[Extracted records]

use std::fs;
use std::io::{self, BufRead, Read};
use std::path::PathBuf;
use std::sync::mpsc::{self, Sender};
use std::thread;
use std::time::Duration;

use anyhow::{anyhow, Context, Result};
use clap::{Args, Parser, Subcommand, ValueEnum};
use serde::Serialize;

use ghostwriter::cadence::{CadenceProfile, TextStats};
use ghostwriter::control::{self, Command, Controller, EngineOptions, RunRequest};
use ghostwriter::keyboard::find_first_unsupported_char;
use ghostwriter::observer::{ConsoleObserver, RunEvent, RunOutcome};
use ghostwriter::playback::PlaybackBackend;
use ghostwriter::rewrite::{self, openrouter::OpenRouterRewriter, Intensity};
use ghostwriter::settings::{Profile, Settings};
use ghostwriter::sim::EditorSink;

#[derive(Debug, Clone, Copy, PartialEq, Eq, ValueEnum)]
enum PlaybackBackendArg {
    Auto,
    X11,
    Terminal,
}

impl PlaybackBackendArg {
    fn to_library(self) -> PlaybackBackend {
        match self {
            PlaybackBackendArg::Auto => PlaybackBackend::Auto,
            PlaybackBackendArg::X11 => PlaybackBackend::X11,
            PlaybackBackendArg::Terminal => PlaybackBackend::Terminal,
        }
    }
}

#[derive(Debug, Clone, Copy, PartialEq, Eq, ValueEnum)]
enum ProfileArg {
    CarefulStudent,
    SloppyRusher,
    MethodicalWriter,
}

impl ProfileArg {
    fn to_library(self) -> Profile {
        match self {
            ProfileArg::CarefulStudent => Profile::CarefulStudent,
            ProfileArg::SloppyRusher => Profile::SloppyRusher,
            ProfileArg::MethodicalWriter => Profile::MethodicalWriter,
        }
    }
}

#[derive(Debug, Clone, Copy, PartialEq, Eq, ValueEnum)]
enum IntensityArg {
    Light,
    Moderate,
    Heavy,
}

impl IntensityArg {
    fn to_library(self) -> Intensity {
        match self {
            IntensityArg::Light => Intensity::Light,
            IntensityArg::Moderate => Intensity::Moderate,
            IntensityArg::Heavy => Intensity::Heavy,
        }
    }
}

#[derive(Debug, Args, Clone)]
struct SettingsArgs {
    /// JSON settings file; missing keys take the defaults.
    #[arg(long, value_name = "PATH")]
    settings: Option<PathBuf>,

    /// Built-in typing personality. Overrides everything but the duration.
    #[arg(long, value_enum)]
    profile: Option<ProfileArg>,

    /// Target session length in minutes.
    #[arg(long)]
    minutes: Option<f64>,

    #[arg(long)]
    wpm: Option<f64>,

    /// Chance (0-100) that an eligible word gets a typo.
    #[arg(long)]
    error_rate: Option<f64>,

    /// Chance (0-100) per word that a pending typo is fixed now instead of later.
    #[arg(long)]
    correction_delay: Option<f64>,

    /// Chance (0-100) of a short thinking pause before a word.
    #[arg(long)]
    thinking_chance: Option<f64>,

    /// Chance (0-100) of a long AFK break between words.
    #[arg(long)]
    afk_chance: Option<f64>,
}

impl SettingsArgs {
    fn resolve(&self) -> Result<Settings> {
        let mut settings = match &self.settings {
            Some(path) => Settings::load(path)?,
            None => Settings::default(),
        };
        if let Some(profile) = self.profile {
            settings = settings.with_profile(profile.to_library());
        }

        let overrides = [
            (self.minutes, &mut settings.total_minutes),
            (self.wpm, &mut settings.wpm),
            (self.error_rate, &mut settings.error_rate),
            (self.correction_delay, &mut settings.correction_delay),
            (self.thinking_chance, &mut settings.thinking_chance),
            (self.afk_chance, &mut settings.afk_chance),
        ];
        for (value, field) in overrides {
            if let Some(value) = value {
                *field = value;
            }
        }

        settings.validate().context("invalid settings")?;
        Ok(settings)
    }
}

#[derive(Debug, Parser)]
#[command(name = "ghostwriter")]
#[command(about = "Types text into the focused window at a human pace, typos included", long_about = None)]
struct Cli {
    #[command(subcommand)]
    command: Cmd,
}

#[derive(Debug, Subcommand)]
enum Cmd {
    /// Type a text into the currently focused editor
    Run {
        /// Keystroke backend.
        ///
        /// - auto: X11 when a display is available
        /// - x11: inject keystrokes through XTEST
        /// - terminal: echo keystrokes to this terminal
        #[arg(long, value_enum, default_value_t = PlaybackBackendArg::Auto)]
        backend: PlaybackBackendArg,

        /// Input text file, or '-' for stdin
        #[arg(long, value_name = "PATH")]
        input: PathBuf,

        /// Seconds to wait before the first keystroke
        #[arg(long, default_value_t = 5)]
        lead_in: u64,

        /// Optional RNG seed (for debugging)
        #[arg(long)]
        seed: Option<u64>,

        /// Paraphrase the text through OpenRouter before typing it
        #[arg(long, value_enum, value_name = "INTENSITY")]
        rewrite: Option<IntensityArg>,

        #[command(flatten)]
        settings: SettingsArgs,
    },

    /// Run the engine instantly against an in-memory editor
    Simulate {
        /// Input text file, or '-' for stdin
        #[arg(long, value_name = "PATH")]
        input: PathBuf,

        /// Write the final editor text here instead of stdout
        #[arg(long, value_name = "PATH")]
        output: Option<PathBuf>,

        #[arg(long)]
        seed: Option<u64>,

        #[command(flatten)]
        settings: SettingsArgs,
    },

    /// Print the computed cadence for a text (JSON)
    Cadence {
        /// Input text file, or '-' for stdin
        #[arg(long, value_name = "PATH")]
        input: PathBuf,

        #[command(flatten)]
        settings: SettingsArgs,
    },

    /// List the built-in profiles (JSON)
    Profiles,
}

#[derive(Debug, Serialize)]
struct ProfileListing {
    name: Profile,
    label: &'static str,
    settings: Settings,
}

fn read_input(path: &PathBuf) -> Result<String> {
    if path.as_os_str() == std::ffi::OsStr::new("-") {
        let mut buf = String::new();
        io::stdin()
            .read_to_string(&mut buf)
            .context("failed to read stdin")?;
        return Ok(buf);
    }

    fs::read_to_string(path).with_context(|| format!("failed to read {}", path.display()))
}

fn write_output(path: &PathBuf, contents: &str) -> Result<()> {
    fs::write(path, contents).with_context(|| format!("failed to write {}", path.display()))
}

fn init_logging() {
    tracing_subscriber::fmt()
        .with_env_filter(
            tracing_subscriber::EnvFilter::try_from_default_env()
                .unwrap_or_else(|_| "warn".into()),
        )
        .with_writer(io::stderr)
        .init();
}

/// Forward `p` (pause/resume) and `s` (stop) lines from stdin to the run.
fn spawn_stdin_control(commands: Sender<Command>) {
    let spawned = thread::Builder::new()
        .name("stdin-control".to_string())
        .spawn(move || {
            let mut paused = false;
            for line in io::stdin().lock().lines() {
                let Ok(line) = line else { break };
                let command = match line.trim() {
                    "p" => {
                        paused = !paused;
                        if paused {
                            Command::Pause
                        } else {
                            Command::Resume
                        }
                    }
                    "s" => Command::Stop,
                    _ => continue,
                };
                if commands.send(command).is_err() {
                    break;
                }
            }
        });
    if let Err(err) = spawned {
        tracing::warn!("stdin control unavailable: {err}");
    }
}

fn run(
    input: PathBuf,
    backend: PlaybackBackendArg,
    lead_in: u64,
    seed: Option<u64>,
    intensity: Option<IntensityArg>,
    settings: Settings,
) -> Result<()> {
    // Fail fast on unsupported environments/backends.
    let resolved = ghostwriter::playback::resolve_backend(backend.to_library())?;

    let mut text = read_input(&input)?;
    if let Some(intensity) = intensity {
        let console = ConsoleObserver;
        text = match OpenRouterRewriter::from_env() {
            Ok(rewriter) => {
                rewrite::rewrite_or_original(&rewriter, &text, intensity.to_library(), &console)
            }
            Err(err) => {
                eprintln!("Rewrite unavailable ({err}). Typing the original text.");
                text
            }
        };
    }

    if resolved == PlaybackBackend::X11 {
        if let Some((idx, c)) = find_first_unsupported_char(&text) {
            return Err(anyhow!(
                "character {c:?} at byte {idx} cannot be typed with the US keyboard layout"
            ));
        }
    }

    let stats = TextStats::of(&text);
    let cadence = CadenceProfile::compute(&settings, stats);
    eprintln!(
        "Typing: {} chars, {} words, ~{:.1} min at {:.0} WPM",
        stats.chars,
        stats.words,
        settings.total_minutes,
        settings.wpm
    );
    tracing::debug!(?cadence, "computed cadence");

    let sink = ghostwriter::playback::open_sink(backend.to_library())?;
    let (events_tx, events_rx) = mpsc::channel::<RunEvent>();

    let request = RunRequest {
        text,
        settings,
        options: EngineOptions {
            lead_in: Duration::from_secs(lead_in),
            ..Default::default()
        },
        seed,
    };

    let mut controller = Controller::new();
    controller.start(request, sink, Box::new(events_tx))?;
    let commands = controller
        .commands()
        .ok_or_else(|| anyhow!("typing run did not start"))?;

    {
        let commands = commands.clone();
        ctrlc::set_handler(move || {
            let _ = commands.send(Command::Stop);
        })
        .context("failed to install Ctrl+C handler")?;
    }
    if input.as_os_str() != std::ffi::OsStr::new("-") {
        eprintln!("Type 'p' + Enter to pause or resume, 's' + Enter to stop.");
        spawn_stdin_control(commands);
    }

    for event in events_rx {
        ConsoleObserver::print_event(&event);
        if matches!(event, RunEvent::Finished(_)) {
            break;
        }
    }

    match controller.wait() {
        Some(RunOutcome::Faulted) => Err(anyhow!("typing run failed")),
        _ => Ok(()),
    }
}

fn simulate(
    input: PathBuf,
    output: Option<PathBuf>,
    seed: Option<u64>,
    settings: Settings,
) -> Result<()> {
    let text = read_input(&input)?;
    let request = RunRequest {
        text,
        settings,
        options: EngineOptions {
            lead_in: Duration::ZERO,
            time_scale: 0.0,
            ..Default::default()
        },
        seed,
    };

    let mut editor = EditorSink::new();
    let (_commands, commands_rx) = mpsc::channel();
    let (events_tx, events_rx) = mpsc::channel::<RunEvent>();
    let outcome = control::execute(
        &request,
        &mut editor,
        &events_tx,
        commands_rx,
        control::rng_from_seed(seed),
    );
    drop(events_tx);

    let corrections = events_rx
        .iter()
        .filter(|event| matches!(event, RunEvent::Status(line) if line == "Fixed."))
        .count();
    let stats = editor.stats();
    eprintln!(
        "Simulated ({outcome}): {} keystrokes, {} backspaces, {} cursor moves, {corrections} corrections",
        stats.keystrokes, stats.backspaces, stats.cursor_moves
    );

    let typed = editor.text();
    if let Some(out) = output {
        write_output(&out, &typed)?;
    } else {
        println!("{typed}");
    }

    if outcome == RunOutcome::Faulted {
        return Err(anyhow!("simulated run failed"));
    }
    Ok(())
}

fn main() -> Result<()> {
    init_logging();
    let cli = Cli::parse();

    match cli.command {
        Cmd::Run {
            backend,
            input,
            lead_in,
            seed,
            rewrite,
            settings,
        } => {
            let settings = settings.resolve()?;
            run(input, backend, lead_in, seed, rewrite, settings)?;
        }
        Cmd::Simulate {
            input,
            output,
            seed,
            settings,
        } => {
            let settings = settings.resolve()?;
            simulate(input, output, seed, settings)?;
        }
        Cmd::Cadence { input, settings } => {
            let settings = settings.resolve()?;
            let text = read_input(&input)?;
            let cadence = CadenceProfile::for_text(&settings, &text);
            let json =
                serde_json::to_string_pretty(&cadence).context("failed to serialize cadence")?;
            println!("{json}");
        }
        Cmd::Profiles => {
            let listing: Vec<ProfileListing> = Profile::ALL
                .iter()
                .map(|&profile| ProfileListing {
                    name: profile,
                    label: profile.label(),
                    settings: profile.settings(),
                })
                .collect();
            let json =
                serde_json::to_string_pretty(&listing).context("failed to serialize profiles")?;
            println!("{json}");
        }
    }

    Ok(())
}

REQUIRED WORK ::
Go through the records above and report how many lines contain "eprintln". Write the number only.

EXERCISE RESULT ::
4